Please copy every line from the following entries in which the word "push" appears.

_Records for processing:_
────────────────
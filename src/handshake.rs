//! The `initialize` handshake and version negotiation
//!
//! [`Initializer`] sends exactly one `initialize` request carrying the
//! client's most-preferred protocol version, accepts whatever version the
//! server answers with, and then emits `notifications/initialized`.
//!
//! Failures are never swallowed. Error responses are classified so callers
//! can branch on them:
//!
//! | Response looks like | Surfaces as |
//! |---|---|
//! | HTTP 401 / `unauthorized` / `invalid_token` | [`Error::Retryable`] |
//! | unsupported protocol version | [`Error::VersionMismatch`] |
//! | any other error object | [`Error::NonRetryable`] |
//! | no response in time | [`Error::Timeout`] |

use std::time::Duration;

use serde_json::Value;

use crate::correlator::Correlator;
use crate::error::{Error, ErrorCode, JsonRpcError, Result};
use crate::protocol::{
    Implementation, InitializeParams, InitializeResult, SUPPORTED_PROTOCOL_VERSIONS, methods,
    notifications,
};

/// Default bound on the `initialize` round trip.
pub const DEFAULT_INIT_TIMEOUT: Duration = Duration::from_secs(30);

/// Handshake progress
#[derive(Debug, Clone, PartialEq, Eq)]
pub enum InitializeState {
    Idle,
    AwaitingInit,
    Negotiated(String),
    Failed(String),
}

/// Drives the `initialize` exchange over a [`Correlator`].
#[derive(Debug, Clone)]
pub struct Initializer {
    versions: Vec<String>,
    client_info: Implementation,
    capabilities: Value,
    timeout: Duration,
    state: InitializeState,
}

impl Initializer {
    pub fn new(client_info: Implementation) -> Self {
        Self {
            versions: SUPPORTED_PROTOCOL_VERSIONS
                .iter()
                .map(|v| v.to_string())
                .collect(),
            client_info,
            capabilities: Value::Object(Default::default()),
            timeout: DEFAULT_INIT_TIMEOUT,
            state: InitializeState::Idle,
        }
    }

    /// Acceptable versions, most preferred first. An empty list keeps the default.
    pub fn versions<I, V>(mut self, versions: I) -> Self
    where
        I: IntoIterator<Item = V>,
        V: Into<String>,
    {
        let versions: Vec<String> = versions.into_iter().map(Into::into).collect();
        if !versions.is_empty() {
            self.versions = versions;
        }
        self
    }

    pub fn capabilities(mut self, capabilities: Value) -> Self {
        self.capabilities = capabilities;
        self
    }

    pub fn timeout(mut self, timeout: Duration) -> Self {
        self.timeout = timeout;
        self
    }

    pub fn state(&self) -> &InitializeState {
        &self.state
    }

    pub fn proposed_versions(&self) -> &[String] {
        &self.versions
    }

    /// The version sent in the `initialize` request.
    pub fn preferred_version(&self) -> &str {
        self.versions
            .first()
            .map(String::as_str)
            .unwrap_or(crate::protocol::LATEST_PROTOCOL_VERSION)
    }

    /// Send `initialize` and wait for the server's answer.
    ///
    /// Does not send `notifications/initialized`; see [`run`](Self::run) and
    /// [`confirm`](Self::confirm).
    pub async fn request(&mut self, correlator: &Correlator) -> Result<InitializeResult> {
        let requested = self.preferred_version().to_string();
        let params = InitializeParams {
            protocol_version: requested.clone(),
            capabilities: self.capabilities.clone(),
            client_info: self.client_info.clone(),
        };

        self.state = InitializeState::AwaitingInit;
        tracing::info!(version = %requested, client = %self.client_info.name, "Initializing session");

        let outcome = correlator
            .send_request(
                methods::INITIALIZE,
                Some(serde_json::to_value(&params)?),
                self.timeout,
            )
            .await
            .map_err(|e| classify_error(e, &requested))
            .and_then(|value| {
                serde_json::from_value::<InitializeResult>(value).map_err(|e| {
                    Error::InvalidMessage(format!("Malformed initialize result: {}", e))
                })
            });

        match outcome {
            Ok(result) => {
                if result.protocol_version != requested {
                    tracing::info!(
                        requested = %requested,
                        negotiated = %result.protocol_version,
                        "Server chose a different protocol version"
                    );
                }
                Ok(result)
            }
            Err(e) => {
                tracing::warn!(error = %e, "Initialization failed");
                self.state = InitializeState::Failed(e.to_string());
                Err(e)
            }
        }
    }

    /// Emit `notifications/initialized` and record the negotiated version.
    pub async fn confirm(&mut self, correlator: &Correlator, result: &InitializeResult) -> Result<()> {
        if let Err(e) = correlator
            .send_notification(notifications::INITIALIZED, None)
            .await
        {
            self.state = InitializeState::Failed(e.to_string());
            return Err(e);
        }
        self.state = InitializeState::Negotiated(result.protocol_version.clone());
        tracing::info!(
            version = %result.protocol_version,
            server = %result.server_info.name,
            "Session initialized"
        );
        Ok(())
    }

    /// Mark the handshake failed without confirming it.
    pub fn fail(&mut self, reason: impl Into<String>) {
        self.state = InitializeState::Failed(reason.into());
    }

    /// Full handshake: [`request`](Self::request) then [`confirm`](Self::confirm).
    pub async fn run(&mut self, correlator: &Correlator) -> Result<InitializeResult> {
        let result = self.request(correlator).await?;
        self.confirm(correlator, &result).await?;
        Ok(result)
    }
}

/// Map a failed `initialize` round trip onto the caller-facing taxonomy.
pub fn classify_error(error: Error, requested: &str) -> Error {
    let rpc = match error {
        Error::JsonRpc(e) => e,
        other => return other,
    };

    if looks_like_auth_failure(&rpc) || is_transient_http_status(&rpc) {
        return Error::Retryable(rpc);
    }
    if looks_like_version_mismatch(&rpc) {
        return Error::VersionMismatch {
            requested: requested.to_string(),
            supported: advertised_versions(rpc.data.as_ref()),
        };
    }
    Error::NonRetryable(rpc)
}

fn looks_like_auth_failure(error: &JsonRpcError) -> bool {
    const MARKERS: &[&str] = &["401", "unauthorized", "invalid_token"];

    let message = error.message.to_ascii_lowercase();
    let data = error
        .data
        .as_ref()
        .map(|d| d.to_string().to_ascii_lowercase())
        .unwrap_or_default();
    MARKERS
        .iter()
        .any(|m| message.contains(m) || data.contains(m))
}

/// Statuses recorded by the HTTP transports that are worth retrying after a
/// credential refresh or a pause.
fn is_transient_http_status(error: &JsonRpcError) -> bool {
    let Some(status) = error
        .data
        .as_ref()
        .and_then(|d| d.get("httpStatus"))
        .and_then(|s| s.as_u64())
    else {
        return false;
    };
    matches!(status, 401 | 403 | 408 | 429) || (500..600).contains(&status)
}

fn looks_like_version_mismatch(error: &JsonRpcError) -> bool {
    let message = error.message.to_ascii_lowercase();
    let mentions_version = message.contains("protocol version")
        && (message.contains("unsupported") || message.contains("not supported"));
    let advertises = error
        .data
        .as_ref()
        .is_some_and(|d| d.get("supported").is_some() || d.get("supportedVersions").is_some());
    mentions_version || (error.code == ErrorCode::InvalidParams.code() && advertises)
}

fn advertised_versions(data: Option<&Value>) -> Vec<String> {
    data.and_then(|d| d.get("supported").or_else(|| d.get("supportedVersions")))
        .and_then(Value::as_array)
        .map(|list| {
            list.iter()
                .filter_map(Value::as_str)
                .map(str::to_string)
                .collect()
        })
        .unwrap_or_default()
}

#[cfg(test)]
mod tests {
    use super::*;
    use crate::protocol::JsonRpcMessage;
    use serde_json::json;
    use std::sync::Arc;
    use tokio::sync::mpsc;

    fn setup() -> (Arc<Correlator>, mpsc::Receiver<JsonRpcMessage>) {
        let (out_tx, out_rx) = mpsc::channel(16);
        let (correlator, _notif) = Correlator::new(out_tx, 8);
        (Arc::new(correlator), out_rx)
    }

    async fn initialize_against(
        reply: impl FnOnce(JsonRpcMessage) -> Option<JsonRpcMessage> + Send + 'static,
        timeout: Duration,
    ) -> (Result<InitializeResult>, Vec<JsonRpcMessage>, InitializeState) {
        let (correlator, mut out_rx) = setup();
        let server_side = correlator.clone();
        let server = tokio::spawn(async move {
            let mut seen = Vec::new();
            let request = out_rx.recv().await.unwrap();
            seen.push(request.clone());
            if let Some(response) = reply(request) {
                server_side.route(response);
            }
            // Collect anything the client sends after the response.
            while let Ok(Some(msg)) =
                tokio::time::timeout(Duration::from_millis(50), out_rx.recv()).await
            {
                seen.push(msg);
            }
            seen
        });

        let mut init = Initializer::new(Implementation::new("test-client", "0.1.0"))
            .timeout(timeout);
        let result = init.run(&correlator).await;
        let seen = server.await.unwrap();
        (result, seen, init.state().clone())
    }

    #[tokio::test]
    async fn test_success_sends_initialized_notification() {
        let (result, seen, state) = initialize_against(
            |req| {
                assert_eq!(req.params.as_ref().unwrap()["protocolVersion"], "2025-06-18");
                Some(JsonRpcMessage::response(
                    req.id.unwrap(),
                    json!({
                        "protocolVersion": "2025-03-26",
                        "capabilities": {"tools": {}},
                        "serverInfo": {"name": "srv", "version": "1"}
                    }),
                ))
            },
            Duration::from_secs(5),
        )
        .await;

        // A different version from the server is accepted.
        assert_eq!(result.unwrap().protocol_version, "2025-03-26");
        assert_eq!(state, InitializeState::Negotiated("2025-03-26".to_string()));
        assert_eq!(seen.len(), 2);
        assert_eq!(seen[1].method.as_deref(), Some(notifications::INITIALIZED));
        assert!(seen[1].id.is_none());
    }

    #[tokio::test]
    async fn test_auth_failure_is_retryable() {
        let (result, seen, state) = initialize_against(
            |req| {
                Some(JsonRpcMessage::error_response(
                    req.id.unwrap(),
                    JsonRpcError::internal_error("HTTP 401: Unauthorized"),
                ))
            },
            Duration::from_secs(5),
        )
        .await;

        assert!(result.unwrap_err().is_retryable());
        assert!(matches!(state, InitializeState::Failed(_)));
        assert_eq!(seen.len(), 1, "no initialized notification on failure");
    }

    #[tokio::test]
    async fn test_version_mismatch_carries_supported_list() {
        let (result, _, _) = initialize_against(
            |req| {
                Some(JsonRpcMessage::error_response(
                    req.id.unwrap(),
                    JsonRpcError::invalid_params("Unsupported protocol version")
                        .with_data(json!({"supported": ["2024-11-05"], "requested": "2025-06-18"})),
                ))
            },
            Duration::from_secs(5),
        )
        .await;

        match result.unwrap_err() {
            Error::VersionMismatch {
                requested,
                supported,
            } => {
                assert_eq!(requested, "2025-06-18");
                assert_eq!(supported, vec!["2024-11-05".to_string()]);
            }
            other => panic!("expected version mismatch, got {other:?}"),
        }
    }

    #[tokio::test]
    async fn test_generic_error_is_non_retryable() {
        let (result, _, _) = initialize_against(
            |req| {
                Some(JsonRpcMessage::error_response(
                    req.id.unwrap(),
                    JsonRpcError::internal_error("database on fire"),
                ))
            },
            Duration::from_secs(5),
        )
        .await;

        let err = result.unwrap_err();
        assert!(matches!(err, Error::NonRetryable(_)));
        assert!(!err.is_retryable());
    }

    #[tokio::test]
    async fn test_timeout_is_reported() {
        let (result, _, state) =
            initialize_against(|_| None, Duration::from_millis(30)).await;
        assert!(matches!(result.unwrap_err(), Error::Timeout(_)));
        assert!(matches!(state, InitializeState::Failed(_)));
    }

    #[tokio::test]
    async fn test_malformed_result_is_invalid_message() {
        let (result, _, _) = initialize_against(
            |req| Some(JsonRpcMessage::response(req.id.unwrap(), json!({"nope": 1}))),
            Duration::from_secs(5),
        )
        .await;
        assert!(matches!(result.unwrap_err(), Error::InvalidMessage(_)));
    }

    #[test]
    fn test_classify_passes_through_connection_errors() {
        let err = classify_error(Error::Connection("gone".into()), "2025-06-18");
        assert!(err.is_connection());

        let err = classify_error(
            Error::JsonRpc(
                JsonRpcError::internal_error("boom").with_data(json!({"error": "invalid_token"})),
            ),
            "2025-06-18",
        );
        assert!(err.is_retryable());
    }

    #[test]
    fn test_http_status_classification() {
        let status_error = |status: u16| {
            Error::JsonRpc(
                JsonRpcError::internal_error(format!("HTTP {}: nope", status))
                    .with_data(json!({ "httpStatus": status })),
            )
        };

        for status in [401, 403, 429, 500, 503] {
            assert!(
                classify_error(status_error(status), "2025-06-18").is_retryable(),
                "status {status}"
            );
        }
        for status in [400, 404, 422] {
            assert!(matches!(
                classify_error(status_error(status), "2025-06-18"),
                Error::NonRetryable(_)
            ));
        }
    }

    #[test]
    fn test_custom_versions_and_preference() {
        let init = Initializer::new(Implementation::new("c", "1"))
            .versions(["2024-11-05", "2025-03-26"]);
        assert_eq!(init.preferred_version(), "2024-11-05");
        assert_eq!(init.state(), &InitializeState::Idle);

        let init = Initializer::new(Implementation::new("c", "1")).versions(Vec::<String>::new());
        assert_eq!(init.preferred_version(), "2025-06-18");
    }
}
────────────────
_Result of this task:_
            seen.push(request.clone());
                seen.push(msg);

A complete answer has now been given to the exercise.